▶ _What this task involves_: Your reply should hold only the lines from the records below where "FlaggedRecord" occurs.

▶ _Excerpted records_:
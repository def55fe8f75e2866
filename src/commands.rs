use std::collections::BTreeSet;
use std::path::{Path, PathBuf};

use anyhow::Result;

use crate::cli::CorpusArgs;
use crate::occupation::{AlternateTitleCorpus, SourcePrefixPolicy, load_alternate_titles};

pub mod analyze;
pub mod embed;
pub mod extract;

const EMBEDDING_DB_FILENAME: &str = "careermap_embeddings.sqlite";

pub(crate) fn resolve_db_path(cache_root: &Path, db_path: Option<&Path>) -> PathBuf {
    db_path
        .map(Path::to_path_buf)
        .unwrap_or_else(|| cache_root.join(EMBEDDING_DB_FILENAME))
}

pub(crate) fn load_corpus(args: &CorpusArgs) -> Result<AlternateTitleCorpus> {
    let policy = SourcePrefixPolicy::from_args(&args.source_prefixes, args.keep_unsourced);
    load_alternate_titles(&args.alternate_titles, &policy)
}

/// Corpus titles in first-seen order without repeats.
pub(crate) fn distinct_titles(corpus: &AlternateTitleCorpus) -> Vec<String> {
    let mut seen = BTreeSet::<&str>::new();
    corpus
        .entries
        .iter()
        .map(|entry| entry.alternate_title.as_str())
        .filter(|title| seen.insert(*title))
        .map(str::to_string)
        .collect()
}
use serde::{Deserialize, Serialize};

use crate::layout::{ContactFields, MalformedLayoutError};
use crate::occupation::{FlaggedRecord, OccupationGroup};
use crate::tenure::Duration;

#[derive(Debug, Clone, PartialEq, Eq, Serialize, Deserialize)]
pub struct MatchRef {
    pub alternate_title: String,
    pub occupation_code: String,
}

/// One row per date period of a position.
#[derive(Debug, Clone, PartialEq, Serialize)]
pub struct ExperienceRow {
    pub position: String,
    pub company: String,
    pub start: String,
    pub end: String,
    pub duration: String,
    #[serde(rename = "match")]
    pub matched: Option<MatchRef>,
    pub score: Option<f64>,
}

#[derive(Debug, Clone, Serialize)]
pub struct AnalysisReport {
    pub report_version: u32,
    pub generated_at: String,
    pub contact: ContactFields,
    pub experience: Vec<ExperienceRow>,
    pub total_experience: Duration,
    pub occupation_groups: Vec<OccupationGroup>,
    pub unmatched_positions: Vec<String>,
    pub skipped_line_count: usize,
    pub skipped_lines: Vec<MalformedLayoutError>,
    pub warnings: Vec<String>,
}

#[derive(Debug, Clone, Serialize)]
pub struct AnalysisPaths {
    pub input_path: String,
    pub cache_root: String,
    pub db_path: String,
    pub report_path: String,
    pub summary_path: String,
}

#[derive(Debug, Clone, Default, Serialize)]
pub struct AnalysisCounts {
    pub line_count: usize,
    pub companies: usize,
    pub positions: usize,
    pub distinct_positions: usize,
    pub date_periods: usize,
    pub unparseable_periods: usize,
    pub skipped_lines: usize,
    pub corpus_entries: usize,
    pub occupation_records: usize,
    pub occupation_groups: usize,
    pub cache_hits: usize,
    pub computed_embeddings: usize,
}

#[derive(Debug, Clone, Serialize)]
pub struct AnalysisRunManifest {
    pub manifest_version: u32,
    pub run_id: String,
    pub status: String,
    pub started_at: String,
    pub completed_at: String,
    pub duration_ms: u128,
    pub model_id: String,
    pub top_n: usize,
    pub today: String,
    pub input_sha256: String,
    pub paths: AnalysisPaths,
    pub counts: AnalysisCounts,
    pub flagged_corpus_records: Vec<FlaggedRecord>,
    pub warnings: Vec<String>,
}

#[derive(Debug, Clone, Serialize)]
pub struct EmbeddingRunManifest {
    pub manifest_version: u32,
    pub run_id: String,
    pub generated_at: String,
    pub model_id: String,
    pub model_name: String,
    pub embedding_dim: usize,
    pub normalization: String,
    pub backend: String,
    pub refresh_mode: String,
    pub source_path: String,
    pub source_sha256: String,
    pub corpus_entries: usize,
    pub distinct_titles: usize,
    pub cache_hits: usize,
    pub computed_embeddings: usize,
    pub cached_rows_after: usize,
    pub batch_size: usize,
    pub duration_ms: u128,
    pub status: String,
    pub flagged_records: Vec<FlaggedRecord>,
    pub warnings: Vec<String>,
}

#[derive(Debug, Clone, Serialize)]
pub struct SemanticModelConfigLock {
    pub manifest_version: u32,
    pub model_id: String,
    pub model_name: String,
    pub embedding_dim: usize,
    pub normalization: String,
    pub runtime_backend: String,
    pub created_at: String,
    pub checksum: String,
}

▶ _Answer section_:
use crate::occupation::{FlaggedRecord, OccupationGroup};
    pub flagged_corpus_records: Vec<FlaggedRecord>,
    pub flagged_records: Vec<FlaggedRecord>,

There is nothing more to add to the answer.